• _What needs to be done_
When you reach the line in the data below that contains "JWTs. No default: absence is", please start repeating lines exactly, and stop after the line that contains "reference system; this", repeating nothing else.

• _The input_
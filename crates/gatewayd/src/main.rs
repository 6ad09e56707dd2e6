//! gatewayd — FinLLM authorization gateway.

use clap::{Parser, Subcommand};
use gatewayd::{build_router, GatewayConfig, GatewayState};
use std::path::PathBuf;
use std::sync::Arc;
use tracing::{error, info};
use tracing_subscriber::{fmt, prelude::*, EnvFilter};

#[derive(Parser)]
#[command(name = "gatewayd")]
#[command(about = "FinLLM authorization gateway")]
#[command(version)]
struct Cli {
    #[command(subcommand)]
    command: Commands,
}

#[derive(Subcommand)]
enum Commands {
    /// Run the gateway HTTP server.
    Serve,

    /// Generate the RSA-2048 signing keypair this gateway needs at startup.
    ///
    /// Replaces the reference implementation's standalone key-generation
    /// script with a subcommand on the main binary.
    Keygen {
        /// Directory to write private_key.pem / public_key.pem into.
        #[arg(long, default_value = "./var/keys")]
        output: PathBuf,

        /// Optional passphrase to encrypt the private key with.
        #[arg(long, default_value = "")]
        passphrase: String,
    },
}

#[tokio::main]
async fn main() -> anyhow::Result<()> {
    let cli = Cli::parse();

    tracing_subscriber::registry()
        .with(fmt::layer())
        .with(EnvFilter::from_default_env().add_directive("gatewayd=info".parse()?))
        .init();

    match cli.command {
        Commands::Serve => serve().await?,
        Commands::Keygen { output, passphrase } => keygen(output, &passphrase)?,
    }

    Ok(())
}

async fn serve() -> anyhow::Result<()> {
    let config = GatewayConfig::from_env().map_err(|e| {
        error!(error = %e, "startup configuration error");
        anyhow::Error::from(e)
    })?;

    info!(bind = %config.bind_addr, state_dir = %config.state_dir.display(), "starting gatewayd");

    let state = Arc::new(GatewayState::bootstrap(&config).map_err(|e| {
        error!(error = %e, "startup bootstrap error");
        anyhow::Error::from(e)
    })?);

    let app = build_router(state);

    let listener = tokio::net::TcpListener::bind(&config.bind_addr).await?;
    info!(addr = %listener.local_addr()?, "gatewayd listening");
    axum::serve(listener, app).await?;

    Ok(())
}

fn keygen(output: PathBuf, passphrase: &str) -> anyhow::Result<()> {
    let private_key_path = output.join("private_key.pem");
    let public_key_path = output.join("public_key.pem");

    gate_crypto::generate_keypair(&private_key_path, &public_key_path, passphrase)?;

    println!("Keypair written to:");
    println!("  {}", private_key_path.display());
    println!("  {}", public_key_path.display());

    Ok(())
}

...

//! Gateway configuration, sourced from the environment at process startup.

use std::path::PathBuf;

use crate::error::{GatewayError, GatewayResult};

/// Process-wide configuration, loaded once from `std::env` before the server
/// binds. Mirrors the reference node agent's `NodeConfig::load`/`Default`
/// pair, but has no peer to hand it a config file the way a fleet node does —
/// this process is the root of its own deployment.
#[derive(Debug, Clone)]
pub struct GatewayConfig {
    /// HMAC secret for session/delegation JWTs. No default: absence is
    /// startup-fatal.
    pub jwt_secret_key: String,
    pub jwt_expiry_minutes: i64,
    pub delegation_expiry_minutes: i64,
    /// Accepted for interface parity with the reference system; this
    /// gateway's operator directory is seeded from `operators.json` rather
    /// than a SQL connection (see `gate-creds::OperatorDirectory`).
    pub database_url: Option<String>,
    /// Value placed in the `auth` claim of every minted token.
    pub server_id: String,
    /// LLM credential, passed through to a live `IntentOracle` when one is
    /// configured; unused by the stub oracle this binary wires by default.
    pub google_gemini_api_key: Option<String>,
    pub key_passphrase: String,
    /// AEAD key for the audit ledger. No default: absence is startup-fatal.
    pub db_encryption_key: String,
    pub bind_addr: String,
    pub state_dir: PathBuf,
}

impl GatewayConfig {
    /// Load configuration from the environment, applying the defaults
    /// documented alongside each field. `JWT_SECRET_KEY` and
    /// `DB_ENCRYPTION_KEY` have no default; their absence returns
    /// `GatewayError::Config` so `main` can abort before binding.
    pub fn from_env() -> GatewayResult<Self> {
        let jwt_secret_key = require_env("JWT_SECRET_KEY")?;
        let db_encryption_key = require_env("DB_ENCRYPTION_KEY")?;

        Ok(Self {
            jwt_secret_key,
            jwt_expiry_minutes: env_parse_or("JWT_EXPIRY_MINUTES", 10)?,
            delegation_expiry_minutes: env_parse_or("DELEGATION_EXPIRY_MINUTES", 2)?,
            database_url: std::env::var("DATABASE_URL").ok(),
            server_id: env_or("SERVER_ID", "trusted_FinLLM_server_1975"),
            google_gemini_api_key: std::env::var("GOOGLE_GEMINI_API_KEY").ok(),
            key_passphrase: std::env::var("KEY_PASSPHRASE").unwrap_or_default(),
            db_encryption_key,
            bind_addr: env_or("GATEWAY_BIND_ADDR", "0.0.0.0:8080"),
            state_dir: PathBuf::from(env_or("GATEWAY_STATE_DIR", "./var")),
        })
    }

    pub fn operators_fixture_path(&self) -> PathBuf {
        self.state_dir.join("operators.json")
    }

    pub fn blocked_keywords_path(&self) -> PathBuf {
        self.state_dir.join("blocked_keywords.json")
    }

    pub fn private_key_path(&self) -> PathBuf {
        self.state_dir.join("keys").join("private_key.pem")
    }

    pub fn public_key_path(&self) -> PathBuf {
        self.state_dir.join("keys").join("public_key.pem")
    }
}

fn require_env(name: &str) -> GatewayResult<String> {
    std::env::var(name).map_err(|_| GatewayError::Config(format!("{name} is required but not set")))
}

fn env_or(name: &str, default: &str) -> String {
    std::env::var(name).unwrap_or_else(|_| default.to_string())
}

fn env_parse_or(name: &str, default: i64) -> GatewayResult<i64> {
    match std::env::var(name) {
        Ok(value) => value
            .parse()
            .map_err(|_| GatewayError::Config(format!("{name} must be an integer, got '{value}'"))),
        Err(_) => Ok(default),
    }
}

• _Response box_
    /// HMAC secret for session/delegation JWTs. No default: absence is
    /// startup-fatal.
    pub jwt_secret_key: String,
    pub jwt_expiry_minutes: i64,
    pub delegation_expiry_minutes: i64,
    /// Accepted for interface parity with the reference system; this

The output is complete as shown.